▸ WORK TO BE COMPLETED
Write out once more the lines running from the top of the entries below to the line with "pipeline behind the", both ends included.

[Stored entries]
* * * * * * *

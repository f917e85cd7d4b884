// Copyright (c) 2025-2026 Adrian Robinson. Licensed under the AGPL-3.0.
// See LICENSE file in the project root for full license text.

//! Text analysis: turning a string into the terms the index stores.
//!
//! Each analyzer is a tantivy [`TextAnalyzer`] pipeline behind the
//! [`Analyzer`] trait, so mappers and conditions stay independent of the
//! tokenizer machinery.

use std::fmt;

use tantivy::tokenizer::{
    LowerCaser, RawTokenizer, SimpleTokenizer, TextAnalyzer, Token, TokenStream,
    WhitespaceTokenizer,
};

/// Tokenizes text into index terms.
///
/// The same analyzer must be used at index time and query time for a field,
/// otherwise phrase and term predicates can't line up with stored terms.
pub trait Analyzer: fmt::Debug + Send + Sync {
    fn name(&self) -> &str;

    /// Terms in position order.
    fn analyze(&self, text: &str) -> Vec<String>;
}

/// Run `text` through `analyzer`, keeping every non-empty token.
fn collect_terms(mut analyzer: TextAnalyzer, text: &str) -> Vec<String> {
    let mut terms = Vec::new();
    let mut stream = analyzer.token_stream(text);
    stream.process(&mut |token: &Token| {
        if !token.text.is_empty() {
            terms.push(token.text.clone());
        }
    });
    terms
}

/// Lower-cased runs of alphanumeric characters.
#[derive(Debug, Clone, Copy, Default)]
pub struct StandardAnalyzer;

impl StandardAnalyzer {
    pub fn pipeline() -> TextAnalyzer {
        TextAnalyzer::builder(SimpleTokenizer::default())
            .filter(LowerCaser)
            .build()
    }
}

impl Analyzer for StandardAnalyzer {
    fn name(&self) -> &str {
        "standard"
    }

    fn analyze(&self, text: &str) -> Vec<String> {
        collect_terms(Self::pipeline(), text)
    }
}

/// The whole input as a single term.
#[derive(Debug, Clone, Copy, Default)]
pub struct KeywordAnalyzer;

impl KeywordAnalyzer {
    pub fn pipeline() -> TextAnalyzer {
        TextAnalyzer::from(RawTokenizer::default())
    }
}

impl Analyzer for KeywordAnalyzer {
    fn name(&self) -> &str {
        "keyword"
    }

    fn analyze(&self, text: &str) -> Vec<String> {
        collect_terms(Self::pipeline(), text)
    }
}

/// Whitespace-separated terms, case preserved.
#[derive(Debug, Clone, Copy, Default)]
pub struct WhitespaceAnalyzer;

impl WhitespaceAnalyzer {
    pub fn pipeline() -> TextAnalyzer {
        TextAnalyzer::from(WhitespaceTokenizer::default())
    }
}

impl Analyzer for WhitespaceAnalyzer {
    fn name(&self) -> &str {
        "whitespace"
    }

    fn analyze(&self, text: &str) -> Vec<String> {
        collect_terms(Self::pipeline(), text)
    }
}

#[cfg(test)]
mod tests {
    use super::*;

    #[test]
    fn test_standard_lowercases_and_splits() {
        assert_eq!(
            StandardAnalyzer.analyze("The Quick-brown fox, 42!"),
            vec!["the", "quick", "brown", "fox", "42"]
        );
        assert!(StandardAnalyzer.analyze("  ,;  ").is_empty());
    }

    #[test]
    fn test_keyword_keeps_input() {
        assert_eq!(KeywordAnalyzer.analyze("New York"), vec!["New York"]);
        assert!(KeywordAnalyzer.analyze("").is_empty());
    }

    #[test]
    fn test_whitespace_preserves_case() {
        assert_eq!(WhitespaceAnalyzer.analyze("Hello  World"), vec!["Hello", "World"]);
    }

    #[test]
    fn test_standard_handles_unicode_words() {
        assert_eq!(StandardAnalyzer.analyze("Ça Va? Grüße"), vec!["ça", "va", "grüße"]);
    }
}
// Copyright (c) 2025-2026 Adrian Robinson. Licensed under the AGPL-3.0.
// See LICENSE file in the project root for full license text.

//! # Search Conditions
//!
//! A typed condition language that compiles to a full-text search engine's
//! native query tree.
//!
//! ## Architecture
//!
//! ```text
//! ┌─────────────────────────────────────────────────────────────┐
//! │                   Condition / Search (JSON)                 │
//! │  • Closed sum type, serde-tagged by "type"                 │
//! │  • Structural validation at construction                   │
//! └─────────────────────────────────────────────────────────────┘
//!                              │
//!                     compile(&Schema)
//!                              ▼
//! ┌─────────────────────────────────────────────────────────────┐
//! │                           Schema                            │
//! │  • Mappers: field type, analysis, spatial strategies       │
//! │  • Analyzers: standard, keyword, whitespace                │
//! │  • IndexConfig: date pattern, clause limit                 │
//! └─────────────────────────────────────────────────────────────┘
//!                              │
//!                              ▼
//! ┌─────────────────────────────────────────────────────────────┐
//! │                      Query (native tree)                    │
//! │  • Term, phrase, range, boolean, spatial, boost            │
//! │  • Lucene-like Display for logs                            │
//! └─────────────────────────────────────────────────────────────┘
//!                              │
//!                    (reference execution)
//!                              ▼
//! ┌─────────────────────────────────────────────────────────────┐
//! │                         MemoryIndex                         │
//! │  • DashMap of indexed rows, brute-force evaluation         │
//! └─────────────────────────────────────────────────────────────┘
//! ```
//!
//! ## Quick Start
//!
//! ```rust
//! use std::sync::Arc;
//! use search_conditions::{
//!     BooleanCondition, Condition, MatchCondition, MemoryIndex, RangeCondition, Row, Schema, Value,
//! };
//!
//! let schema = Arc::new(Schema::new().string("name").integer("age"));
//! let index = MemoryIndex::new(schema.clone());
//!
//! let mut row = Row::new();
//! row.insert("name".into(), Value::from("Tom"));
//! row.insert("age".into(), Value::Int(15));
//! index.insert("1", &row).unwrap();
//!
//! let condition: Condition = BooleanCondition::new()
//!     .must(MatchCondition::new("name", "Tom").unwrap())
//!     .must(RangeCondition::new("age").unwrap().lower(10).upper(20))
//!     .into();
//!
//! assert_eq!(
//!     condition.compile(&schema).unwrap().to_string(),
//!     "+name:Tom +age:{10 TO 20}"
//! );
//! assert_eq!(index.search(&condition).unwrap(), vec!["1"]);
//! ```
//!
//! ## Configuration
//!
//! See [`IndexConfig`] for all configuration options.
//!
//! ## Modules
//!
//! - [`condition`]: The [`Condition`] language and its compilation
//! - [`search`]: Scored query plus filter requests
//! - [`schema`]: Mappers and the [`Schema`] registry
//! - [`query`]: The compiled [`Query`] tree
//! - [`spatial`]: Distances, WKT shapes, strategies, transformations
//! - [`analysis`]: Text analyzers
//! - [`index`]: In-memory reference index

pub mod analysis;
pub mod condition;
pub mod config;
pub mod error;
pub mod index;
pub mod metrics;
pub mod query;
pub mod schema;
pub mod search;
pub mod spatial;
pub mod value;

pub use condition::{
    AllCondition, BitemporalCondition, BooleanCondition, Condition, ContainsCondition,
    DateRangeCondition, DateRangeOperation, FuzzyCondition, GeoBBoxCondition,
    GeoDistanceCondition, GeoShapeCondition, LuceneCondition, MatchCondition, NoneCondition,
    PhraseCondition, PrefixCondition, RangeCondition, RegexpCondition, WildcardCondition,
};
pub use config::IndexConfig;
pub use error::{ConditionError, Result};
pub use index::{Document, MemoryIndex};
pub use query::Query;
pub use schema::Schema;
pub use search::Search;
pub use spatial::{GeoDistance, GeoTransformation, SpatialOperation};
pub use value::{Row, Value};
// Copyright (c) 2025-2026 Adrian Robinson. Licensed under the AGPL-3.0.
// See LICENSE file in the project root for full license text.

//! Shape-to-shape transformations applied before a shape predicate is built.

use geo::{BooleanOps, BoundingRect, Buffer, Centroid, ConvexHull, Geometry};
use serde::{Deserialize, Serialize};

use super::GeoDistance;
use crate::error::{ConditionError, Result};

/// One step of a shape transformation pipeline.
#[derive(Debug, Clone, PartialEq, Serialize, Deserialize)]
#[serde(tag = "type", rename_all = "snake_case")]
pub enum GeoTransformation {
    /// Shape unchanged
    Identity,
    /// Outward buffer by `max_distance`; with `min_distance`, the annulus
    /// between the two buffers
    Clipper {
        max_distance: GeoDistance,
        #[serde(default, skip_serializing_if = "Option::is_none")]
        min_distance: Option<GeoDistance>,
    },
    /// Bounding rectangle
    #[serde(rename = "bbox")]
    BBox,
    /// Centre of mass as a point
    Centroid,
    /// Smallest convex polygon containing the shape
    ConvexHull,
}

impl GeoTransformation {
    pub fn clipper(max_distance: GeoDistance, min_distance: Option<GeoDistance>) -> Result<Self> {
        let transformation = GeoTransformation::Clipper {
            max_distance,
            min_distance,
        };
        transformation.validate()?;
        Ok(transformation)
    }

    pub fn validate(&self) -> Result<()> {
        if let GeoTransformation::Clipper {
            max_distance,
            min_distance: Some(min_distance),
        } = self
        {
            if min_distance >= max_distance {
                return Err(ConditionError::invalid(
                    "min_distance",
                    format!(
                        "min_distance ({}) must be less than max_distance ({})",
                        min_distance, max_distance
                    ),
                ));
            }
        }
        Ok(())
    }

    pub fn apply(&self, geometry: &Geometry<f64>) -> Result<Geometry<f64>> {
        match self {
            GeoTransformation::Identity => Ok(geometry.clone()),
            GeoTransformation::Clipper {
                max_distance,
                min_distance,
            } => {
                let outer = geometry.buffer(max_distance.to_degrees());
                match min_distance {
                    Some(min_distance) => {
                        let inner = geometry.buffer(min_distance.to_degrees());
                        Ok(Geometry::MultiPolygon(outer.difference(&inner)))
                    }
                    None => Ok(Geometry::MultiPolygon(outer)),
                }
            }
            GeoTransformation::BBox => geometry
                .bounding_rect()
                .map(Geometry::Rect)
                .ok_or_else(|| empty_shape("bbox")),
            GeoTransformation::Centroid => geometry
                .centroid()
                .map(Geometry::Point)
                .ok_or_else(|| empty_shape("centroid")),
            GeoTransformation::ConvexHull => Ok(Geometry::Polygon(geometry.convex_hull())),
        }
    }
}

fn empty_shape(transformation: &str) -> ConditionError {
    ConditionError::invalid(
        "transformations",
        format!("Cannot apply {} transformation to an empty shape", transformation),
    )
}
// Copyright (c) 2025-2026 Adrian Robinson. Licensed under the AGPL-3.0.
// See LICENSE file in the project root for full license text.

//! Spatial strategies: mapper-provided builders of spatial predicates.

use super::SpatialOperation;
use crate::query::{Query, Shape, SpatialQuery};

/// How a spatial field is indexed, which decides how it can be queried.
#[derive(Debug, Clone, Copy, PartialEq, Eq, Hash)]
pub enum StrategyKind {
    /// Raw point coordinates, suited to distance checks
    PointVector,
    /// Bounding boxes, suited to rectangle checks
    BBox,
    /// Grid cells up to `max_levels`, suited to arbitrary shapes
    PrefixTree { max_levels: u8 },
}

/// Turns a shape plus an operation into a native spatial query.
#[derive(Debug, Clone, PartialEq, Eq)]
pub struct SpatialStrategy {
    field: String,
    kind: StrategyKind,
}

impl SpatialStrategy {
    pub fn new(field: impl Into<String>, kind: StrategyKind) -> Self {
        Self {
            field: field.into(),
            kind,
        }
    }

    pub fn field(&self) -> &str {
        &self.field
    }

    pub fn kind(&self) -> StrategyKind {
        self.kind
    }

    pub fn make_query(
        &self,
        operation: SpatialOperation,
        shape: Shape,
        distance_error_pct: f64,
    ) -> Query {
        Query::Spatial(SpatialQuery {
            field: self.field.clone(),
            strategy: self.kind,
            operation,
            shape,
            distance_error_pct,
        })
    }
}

* * * * * * *

▸ TASK OUTPUT
repository f917e85cd7d4b884
// Copyright (c) 2025-2026 Adrian Robinson. Licensed under the AGPL-3.0.
// See LICENSE file in the project root for full license text.

//! Text analysis: turning a string into the terms the index stores.
//!
//! Each analyzer is a tantivy [`TextAnalyzer`] pipeline behind the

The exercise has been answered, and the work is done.